• To do: Replicate the data exactly, every line included.

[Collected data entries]

use std::{path::PathBuf, time::Duration};

use serde::{Deserialize, Serialize};

use crate::{
    batch::DEFAULT_DISPATCH_CHUNK_SIZE,
    plan::{PlanConfig, DEFAULT_RESOLVE_CHUNK_SIZE},
    probe::ProbeConfig,
};

#[derive(Clone, Debug, Serialize, Deserialize)]
pub struct Config {
    pub rpc_url: String,
    pub accounts_path: PathBuf,
    pub max_accounts: Option<usize>,
    pub contract_address: String,
    pub rollup_type_hash: String,
    pub eth_account_lock_hash: String,
    /// Skips `eth_gasPrice` when set.
    pub gas_price: Option<u64>,
    pub resolve_chunk_size: usize,
    pub dispatch_chunk_size: usize,
    pub poll_interval_ms: u64,
    pub poll_timeout_ms: u64,
    pub http_timeout_secs: u64,
    /// Rows sent by the `rounds` subcommand.
    #[serde(default = "default_rounds")]
    pub rounds: usize,
    #[serde(default)]
    pub probe: ProbeConfig,
}

pub const DEFAULT_ROUNDS: usize = 10;

fn default_rounds() -> usize {
    DEFAULT_ROUNDS
}

impl Config {
    pub fn plan_config(&self) -> PlanConfig {
        PlanConfig {
            resolve_chunk_size: self.resolve_chunk_size,
            dispatch_chunk_size: self.dispatch_chunk_size,
            poll_interval: Duration::from_millis(self.poll_interval_ms),
            poll_timeout: Duration::from_millis(self.poll_timeout_ms),
        }
    }
}

impl Default for Config {
    fn default() -> Self {
        Self {
            rpc_url: String::from("http://localhost:8024"),
            accounts_path: PathBuf::from("./accounts.json"),
            max_accounts: None,
            contract_address: String::from("0x"),
            rollup_type_hash: String::from("0x"),
            eth_account_lock_hash: String::from("0x"),
            gas_price: None,
            resolve_chunk_size: DEFAULT_RESOLVE_CHUNK_SIZE,
            dispatch_chunk_size: DEFAULT_DISPATCH_CHUNK_SIZE,
            poll_interval_ms: 1000,
            poll_timeout_ms: 120_000,
            http_timeout_secs: 15,
            rounds: DEFAULT_ROUNDS,
            probe: ProbeConfig::default(),
        }
    }
}
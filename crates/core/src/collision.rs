use log::debug;
use regex::Regex;
use std::collections::{HashMap, HashSet};
use std::fs;
use std::path::{Path, PathBuf};

#[derive(Debug, Default)]
pub struct DirectoryIndex {
    known: HashMap<PathBuf, HashSet<String>>,
}

impl DirectoryIndex {
    pub fn new() -> Self {
        Self::default()
    }

    pub fn ensure_loaded(&mut self, directory: &Path) {
        if self.known.contains_key(directory) {
            return;
        }
        let names = list_lowercase_names(directory);
        self.known.insert(directory.to_path_buf(), names);
    }

    pub fn contains(&self, directory: &Path, name_lower: &str) -> bool {
        self.known
            .get(directory)
            .map(|names| names.contains(name_lower))
            .unwrap_or(false)
    }

    pub fn add(&mut self, directory: &Path, name_lower: String) {
        self.known
            .entry(directory.to_path_buf())
            .or_default()
            .insert(name_lower);
    }

    /// Highest `_<n>` already present for `<stamp>[_<n>]<ext>`, or -1.
    ///
    /// An unsuffixed `<stamp><ext>` alone leaves the result at -1; it is
    /// caught later by the membership check in `next_available_suffix`.
    pub fn compute_initial_suffix(
        &self,
        directory: &Path,
        stamp: &str,
        dotted_ext_lower: &str,
    ) -> Result<i64, regex::Error> {
        let pattern = Regex::new(&format!(
            r"^{}(?:_([0-9]+))?{}$",
            regex::escape(stamp),
            regex::escape(dotted_ext_lower)
        ))?;

        let Some(names) = self.known.get(directory) else {
            return Ok(-1);
        };

        let highest = names
            .iter()
            .filter_map(|name| pattern.captures(name))
            .filter_map(|caps| caps.get(1))
            .filter_map(|n| n.as_str().parse::<i64>().ok())
            .fold(-1, i64::max);
        Ok(highest)
    }

    /// `None` once the suffix number no longer fits in an `i64`.
    pub fn next_available_suffix(
        &self,
        directory: &Path,
        stamp: &str,
        dotted_ext_lower: &str,
        start: i64,
    ) -> Option<i64> {
        let mut index = start;
        loop {
            index.checked_add(1)?;
            if !self.contains(directory, &suffixed_name(stamp, index, dotted_ext_lower)) {
                return Some(index);
            }
            index += 1;
        }
    }
}

pub fn suffixed_name(stamp: &str, index: i64, dotted_ext: &str) -> String {
    if index < 0 {
        format!("{stamp}{dotted_ext}")
    } else {
        format!("{stamp}_{}{dotted_ext}", i128::from(index) + 1)
    }
}

fn list_lowercase_names(directory: &Path) -> HashSet<String> {
    let target = if directory.as_os_str().is_empty() {
        Path::new(".")
    } else {
        directory
    };

    match fs::read_dir(target) {
        Ok(entries) => entries
            .flatten()
            .map(|entry| entry.file_name().to_string_lossy().to_lowercase())
            .collect(),
        Err(err) => {
            debug!(
                "フォルダを読めないため空として扱います: {}: {err}",
                target.display()
            );
            HashSet::new()
        }
    }
}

• Solution for this problem:
use std::{path::PathBuf, time::Duration};

use serde::{Deserialize, Serialize};

use crate::{
    batch::DEFAULT_DISPATCH_CHUNK_SIZE,
    plan::{PlanConfig, DEFAULT_RESOLVE_CHUNK_SIZE},
    probe::ProbeConfig,
};

#[derive(Clone, Debug, Serialize, Deserialize)]
pub struct Config {
    pub rpc_url: String,
    pub accounts_path: PathBuf,
    pub max_accounts: Option<usize>,
    pub contract_address: String,
    pub rollup_type_hash: String,
    pub eth_account_lock_hash: String,
    /// Skips `eth_gasPrice` when set.
    pub gas_price: Option<u64>,
    pub resolve_chunk_size: usize,
    pub dispatch_chunk_size: usize,
    pub poll_interval_ms: u64,
    pub poll_timeout_ms: u64,
    pub http_timeout_secs: u64,
    /// Rows sent by the `rounds` subcommand.
    #[serde(default = "default_rounds")]
    pub rounds: usize,
    #[serde(default)]
    pub probe: ProbeConfig,
}

pub const DEFAULT_ROUNDS: usize = 10;

fn default_rounds() -> usize {
    DEFAULT_ROUNDS
}

impl Config {
    pub fn plan_config(&self) -> PlanConfig {
        PlanConfig {
            resolve_chunk_size: self.resolve_chunk_size,
            dispatch_chunk_size: self.dispatch_chunk_size,
            poll_interval: Duration::from_millis(self.poll_interval_ms),
            poll_timeout: Duration::from_millis(self.poll_timeout_ms),
        }
    }
}

impl Default for Config {
    fn default() -> Self {
        Self {
            rpc_url: String::from("http://localhost:8024"),
            accounts_path: PathBuf::from("./accounts.json"),
            max_accounts: None,
            contract_address: String::from("0x"),
            rollup_type_hash: String::from("0x"),
            eth_account_lock_hash: String::from("0x"),
            gas_price: None,
            resolve_chunk_size: DEFAULT_RESOLVE_CHUNK_SIZE,
            dispatch_chunk_size: DEFAULT_DISPATCH_CHUNK_SIZE,
            poll_interval_ms: 1000,
            poll_timeout_ms: 120_000,
            http_timeout_secs: 15,
            rounds: DEFAULT_ROUNDS,
            probe: ProbeConfig::default(),
        }
    }
}
filename crates/core/src/collision.rs
use log::debug;
use regex::Regex;
use std::collections::{HashMap, HashSet};
use std::fs;
use std::path::{Path, PathBuf};

#[derive(Debug, Default)]
pub struct DirectoryIndex {
    known: HashMap<PathBuf, HashSet<String>>,
}

impl DirectoryIndex {
    pub fn new() -> Self {
        Self::default()
    }

    pub fn ensure_loaded(&mut self, directory: &Path) {
        if self.known.contains_key(directory) {
            return;
        }
        let names = list_lowercase_names(directory);
        self.known.insert(directory.to_path_buf(), names);
    }

    pub fn contains(&self, directory: &Path, name_lower: &str) -> bool {
        self.known
            .get(directory)
            .map(|names| names.contains(name_lower))
            .unwrap_or(false)
    }

    pub fn add(&mut self, directory: &Path, name_lower: String) {
        self.known
            .entry(directory.to_path_buf())
            .or_default()
            .insert(name_lower);
    }

    /// Highest `_<n>` already present for `<stamp>[_<n>]<ext>`, or -1.
    ///
    /// An unsuffixed `<stamp><ext>` alone leaves the result at -1; it is
    /// caught later by the membership check in `next_available_suffix`.
    pub fn compute_initial_suffix(
        &self,
        directory: &Path,
        stamp: &str,
        dotted_ext_lower: &str,
    ) -> Result<i64, regex::Error> {
        let pattern = Regex::new(&format!(
            r"^{}(?:_([0-9]+))?{}$",
            regex::escape(stamp),
            regex::escape(dotted_ext_lower)
        ))?;

        let Some(names) = self.known.get(directory) else {
            return Ok(-1);
        };

        let highest = names
            .iter()
            .filter_map(|name| pattern.captures(name))
            .filter_map(|caps| caps.get(1))
            .filter_map(|n| n.as_str().parse::<i64>().ok())
            .fold(-1, i64::max);
        Ok(highest)
    }

    /// `None` once the suffix number no longer fits in an `i64`.
    pub fn next_available_suffix(
        &self,
        directory: &Path,
        stamp: &str,
        dotted_ext_lower: &str,
        start: i64,
    ) -> Option<i64> {
        let mut index = start;
        loop {
            index.checked_add(1)?;
            if !self.contains(directory, &suffixed_name(stamp, index, dotted_ext_lower)) {
                return Some(index);
            }
            index += 1;
        }
    }
}

pub fn suffixed_name(stamp: &str, index: i64, dotted_ext: &str) -> String {
    if index < 0 {
        format!("{stamp}{dotted_ext}")
    } else {
        format!("{stamp}_{}{dotted_ext}", i128::from(index) + 1)
    }
}

fn list_lowercase_names(directory: &Path) -> HashSet<String> {
    let target = if directory.as_os_str().is_empty() {
        Path::new(".")
    } else {
        directory
    };

    match fs::read_dir(target) {
        Ok(entries) => entries
            .flatten()
            .map(|entry| entry.file_name().to_string_lossy().to_lowercase())
            .collect(),
        Err(err) => {
            debug!(
                "フォルダを読めないため空として扱います: {}: {err}",
                target.display()
            );
            HashSet::new()
        }
    }
}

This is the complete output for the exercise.